The genesis of this bill is probably based on more anti-trans animus than any homophobic animus (though that’s still a component), and the shrewdness of labeling the bill “Don’t Say Gay” by its opponents attacks as much more popular minority to the bill when I’m convinced this bill is yet another part of our current anti-trans moral panic.
It’s true that a lot more teens are coming out as gay and bisexual and gender non-conforming or trans compared to when I was in high school. On one hand, it’s probably true that teens are searching for identity and trying different identities on to see what fits and where they belong. Trying on certain identities to see if they fit won’t always lead to something more enduring. That’s okay. That’s how being a teen works. Don’t ask me about my emo phase (actually, it’s not a phase mom!).
But it’s also true that there are plenty of bisexual and trans people my age who were too scared to come out. If you’re a bisexual guy and the world views bisexual men as more feminine or secretly gay, you don’t really have as much of a reason to come out as a gay person who literally is only attracted to people of the same sex. Similarly, being trans and living your life authentically meant that you might have to live a life where you could struggle to get a job and a home.
That’s changing. As trans people become more accepted in society, more trans people will come out simply because they don’t see coming out as limiting their ability to meet their basic needs of food and shelter. This is an unambiguously good thing.

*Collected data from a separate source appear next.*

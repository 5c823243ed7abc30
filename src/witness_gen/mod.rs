#[cfg(test)]
pub(crate) mod signature;
pub mod utils;

use ff::PrimeField;
use halo2_proofs::circuit::Value;
use log::debug;

use crate::chunk::{split_biguint_checked, ChunkConfig, Chunks};
use crate::error::{Error, Result};
use crate::pkcs1::emsa_pkcs1_v15;
use crate::sshsig::SshSig;
use utils::{array_value, chunks_to_field};

/*
    a circuit checking s^e = EM mod n needs three numbers as limbs

    n   - modulus, from the key inside the envelope
    s   - signature
    EM  - PKCS#1 v1.5 encoding of the signed-data digest

    all three are split with the same layout so limb i of each lines up
*/

/// Limb form of one SSHSIG verification instance.
#[derive(Clone, Debug, PartialEq, Eq)]
pub struct RsaLimbs {
    pub n: Chunks,
    pub sig: Chunks,
    pub padded: Chunks,
}

impl RsaLimbs {
    /// `digest_hex` is the digest of the signed data, see
    /// [`crate::digest::message_digest_hex`]. Fails `ChunkOverflow` when the
    /// modulus does not fit `config`.
    pub fn generate(sig: &SshSig, digest_hex: &str, config: ChunkConfig) -> Result<Self> {
        let padded = emsa_pkcs1_v15(sig.hash_alg()?, digest_hex, sig.modulus())?;
        debug!(
            "witness limbs: {} x {} bits for {} bit modulus",
            config.num_chunks,
            config.chunk_bits,
            sig.modulus().bits()
        );
        Ok(Self {
            n: split_biguint_checked(sig.modulus(), config)?,
            sig: split_biguint_checked(&sig.signature, config)?,
            padded: split_biguint_checked(&padded, config)?,
        })
    }
}

#[derive(Clone, Debug)]
pub struct RsaWitness<F: PrimeField, const N: usize> {
    pub n: [Value<F>; N],
    pub sig: [Value<F>; N],
    pub padded: [Value<F>; N],
}

impl<F: PrimeField, const N: usize> RsaWitness<F, N> {
    pub fn generate(sig: &SshSig, digest_hex: &str, chunk_bits: usize) -> Result<Self> {
        let limbs = RsaLimbs::generate(sig, digest_hex, ChunkConfig::new(chunk_bits, N))?;
        Self::from_limbs(&limbs)
    }

    pub fn from_limbs(limbs: &RsaLimbs) -> Result<Self> {
        Ok(Self {
            n: to_values(&limbs.n)?,
            sig: to_values(&limbs.sig)?,
            padded: to_values(&limbs.padded)?,
        })
    }
}

/// Shorter limb arrays are zero extended, longer ones must only carry zeros past `N`.
fn to_values<F: PrimeField, const N: usize>(chunks: &Chunks) -> Result<[Value<F>; N]> {
    if chunks.limbs.iter().skip(N).any(|limb| limb.bits() != 0) {
        return Err(Error::ChunkOverflow {
            bits: chunks.recombine().bits(),
            capacity: (N as u64).saturating_mul(chunks.chunk_bits as u64),
        });
    }
    let limbs = chunks_to_field::<F>(chunks)?;
    let array: [F; N] = std::array::from_fn(|i| limbs.get(i).copied().unwrap_or(F::ZERO));
    Ok(array_value(array))
}
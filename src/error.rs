use thiserror::Error;

pub type Result<T> = std::result::Result<T, Error>;

/// Failures raised while decoding SSH keys and signatures or building
/// witness values from them. Every parser stops at the first bad field.
#[derive(Debug, Clone, Error, PartialEq, Eq)]
pub enum Error {
    /// Malformed key line or base64 payload.
    #[error("invalid format: {0}")]
    InvalidFormat(String),

    /// A type string inside the wire data is not the one expected.
    #[error("algorithm mismatch: expected {expected}, found {found}")]
    AlgorithmMismatch { expected: String, found: String },

    #[error("bad SSHSIG magic preamble")]
    BadMagic,

    #[error("unsupported SSHSIG version {0}")]
    UnsupportedVersion(u32),

    /// The reader was asked for more bytes than the buffer holds.
    #[error("truncated data: needed {needed} bytes, {remaining} remaining")]
    TruncatedData { needed: usize, remaining: usize },

    #[error("modulus of {modulus_len} bytes is too short, at least {required} bytes required")]
    InsufficientModulusSize { modulus_len: usize, required: usize },

    /// Negative input to the chunker.
    #[error("chunking is only defined for non-negative integers")]
    DomainError,

    #[error("invalid digest: {0}")]
    InvalidDigest(String),

    #[error("unsupported hash algorithm {0:?}")]
    UnsupportedHash(String),

    #[error("value of {bits} bits does not fit into {capacity} bits of chunks")]
    ChunkOverflow { bits: u64, capacity: u64 },

    /// Limb width must stay below the field's `NUM_BITS` to be lifted into a field element.
    #[error("limb width of {0} bits is too wide for a field element")]
    LimbTooWide(usize),

    #[error("digest provider failed: {0}")]
    Digest(String),
}
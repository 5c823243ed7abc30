/*
    EMSA-PKCS1-v1_5 (RFC 8017, section 9.2)

    EM = 0x00 || 0x01 || PS || 0x00 || T

    T  = DigestInfo prefix || H
    PS = 0xff repeated k - 3 - len(T) times, at least 8 of them

    k is the byte length of the modulus. EM is returned as the big-endian
    integer so it can be compared against s^e mod n directly
*/

use log::trace;
use num_bigint::BigUint;
use num_integer::Integer;

use crate::digest::HashAlg;
use crate::error::{Error, Result};

pub const MIN_PADDING_LEN: usize = 8;

pub fn modulus_byte_len(modulus: &BigUint) -> usize {
    Integer::div_ceil(&modulus.bits(), &8) as usize
}

/// Builds the encoded message for `digest_hex` under `modulus`.
pub fn emsa_pkcs1_v15(alg: HashAlg, digest_hex: &str, modulus: &BigUint) -> Result<BigUint> {
    let digest = decode_digest(alg, digest_hex)?;
    let prefix = alg.digest_info_prefix();

    let k = modulus_byte_len(modulus);
    let t_len = prefix.len() + digest.len();
    let required = 3 + t_len + MIN_PADDING_LEN;
    if k < required {
        return Err(Error::InsufficientModulusSize {
            modulus_len: k,
            required,
        });
    }
    let ps_len = k - 3 - t_len;

    let mut em = Vec::with_capacity(k);
    em.extend_from_slice(&[0x00, 0x01]);
    em.resize(2 + ps_len, 0xff);
    em.push(0x00);
    em.extend_from_slice(prefix);
    em.extend_from_slice(&digest);
    debug_assert_eq!(em.len(), k);

    trace!("encoded {} byte message with {} bytes of padding", k, ps_len);
    Ok(BigUint::from_bytes_be(&em))
}

/// SHA-512 DigestInfo variant, the one SSHSIG `rsa-sha2-512` signatures use.
pub fn pkcs1_v15_sha512(digest_hex: &str, modulus: &BigUint) -> Result<BigUint> {
    emsa_pkcs1_v15(HashAlg::Sha512, digest_hex, modulus)
}

fn decode_digest(alg: HashAlg, digest_hex: &str) -> Result<Vec<u8>> {
    let digest = hex::decode(digest_hex).map_err(|e| Error::InvalidDigest(e.to_string()))?;
    if digest.len() != alg.output_len() {
        return Err(Error::InvalidDigest(format!(
            "{} digest must be {} bytes, got {}",
            alg.as_str(),
            alg.output_len(),
            digest.len()
        )));
    }
    Ok(digest)
}
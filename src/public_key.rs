use base64::engine::general_purpose::STANDARD;
use base64::Engine;
use log::{debug, trace};
use num_bigint::BigUint;

use crate::error::{Error, Result};
use crate::wire::{WireReader, WireWriter};

pub const SSH_RSA: &str = "ssh-rsa";

/// An `ssh-rsa` public key as found in authorized_keys.
#[derive(Clone, Debug, PartialEq, Eq)]
pub struct SshRsaPublicKey {
    pub e: BigUint,
    pub n: BigUint,
    pub comment: Option<String>,
}

impl SshRsaPublicKey {
    /// Parses `ssh-rsa <base64> [comment...]`.
    pub fn from_line(line: &str) -> Result<Self> {
        let mut parts = line.split_whitespace();
        let (key_type, blob) = match (parts.next(), parts.next()) {
            (Some(key_type), Some(blob)) => (key_type, blob),
            _ => {
                return Err(Error::InvalidFormat(
                    "expected `ssh-rsa <base64> [comment]`".into(),
                ))
            }
        };
        if key_type != SSH_RSA {
            return Err(Error::InvalidFormat(format!(
                "unsupported key type {key_type:?}"
            )));
        }

        let wire = STANDARD
            .decode(blob)
            .map_err(|e| Error::InvalidFormat(format!("invalid base64 key blob: {e}")))?;

        let comment = parts.collect::<Vec<_>>().join(" ");
        let mut key = Self::from_wire(&wire)?;
        key.comment = (!comment.is_empty()).then_some(comment);
        Ok(key)
    }

    /// Parses the wire blob `string "ssh-rsa" || mpint e || mpint n`.
    pub fn from_wire(wire: &[u8]) -> Result<Self> {
        let mut reader = WireReader::new(wire);
        Self::read(&mut reader)
    }

    pub(crate) fn read(reader: &mut WireReader<'_>) -> Result<Self> {
        reader.expect_string(SSH_RSA)?;
        let e = reader.read_mpint()?;
        let n = reader.read_mpint()?;
        debug!("parsed ssh-rsa key: {} bit modulus, e = {}", n.bits(), e);
        Ok(Self { e, n, comment: None })
    }

    pub fn to_wire(&self) -> Vec<u8> {
        let mut writer = WireWriter::new();
        writer
            .write_string(SSH_RSA.as_bytes())
            .write_mpint(&self.e)
            .write_mpint(&self.n);
        writer.into_bytes()
    }

    /// Renders the key back into authorized_keys form.
    pub fn to_line(&self) -> String {
        let blob = STANDARD.encode(self.to_wire());
        match &self.comment {
            Some(comment) => format!("{SSH_RSA} {blob} {comment}"),
            None => format!("{SSH_RSA} {blob}"),
        }
    }

    pub fn bits(&self) -> u64 {
        self.n.bits()
    }
}

/// Returns the modulus of an `ssh-rsa` key line.
pub fn parse_public_key(line: &str) -> Result<BigUint> {
    SshRsaPublicKey::from_line(line).map(|key| key.n)
}

const KEY_TYPE_PREFIXES: [&str; 3] = ["ssh-", "ecdsa-", "sk-"];

fn starts_key(fragment: &str) -> bool {
    fragment
        .split_whitespace()
        .next()
        .map_or(false, |word| KEY_TYPE_PREFIXES.iter().any(|p| word.starts_with(p)))
}

/// Parses a list of key lines separated by commas or newlines.
/// Blank entries and `#` comment lines are skipped, any bad entry fails the list.
/// A comma only starts a new entry when a key type follows it, so comments
/// may contain commas.
pub fn parse_public_key_list(text: &str) -> Result<Vec<SshRsaPublicKey>> {
    let mut entries: Vec<String> = Vec::new();
    for line in text.lines().map(str::trim) {
        if line.starts_with('#') {
            continue;
        }
        let mut fragments = line.split(',');
        let mut entry = fragments.next().unwrap_or_default().to_string();
        for fragment in fragments {
            if starts_key(fragment) {
                entries.push(std::mem::take(&mut entry));
                entry.push_str(fragment);
            } else {
                entry.push(',');
                entry.push_str(fragment);
            }
        }
        entries.push(entry);
    }

    let keys = entries
        .iter()
        .map(|entry| entry.trim())
        .filter(|entry| !entry.is_empty())
        .map(SshRsaPublicKey::from_line)
        .collect::<Result<Vec<_>>>()?;
    trace!("parsed {} keys from list", keys.len());
    Ok(keys)
}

But it also means that yes, some kids will wonder “am I trans?” Most probably are, some are not, but they’ll figure it out! But it doesn’t mean that a child seeing a single trans person will bestow upon them seventy pronouns. There’s almost eight billion people on this Earth. Have the humility to understand that with that many people, not everyone will fit into the binary of male or female, or that everyone will not feel that their gender perfectly aligns with their assigned sex.
All this bill does is tell gay and trans people that they have to silence themselves for the comfort of others. It tells the children of gay and trans people that they should have some inherent shame about their parents.
When I see Ron DeSantis with his wife, my first thought is not “damn I wonder how they look having sex” because that would be weird! It’s okay not to view every gay couple or trans person through the lens of sex or their genitalia. And your kid won’t either. They’ll probably just want to go back to playing Fortnite.
I originally made a copy and paste error and didn’t link to Gabriel Malor’s tweet thread. That has been rectified.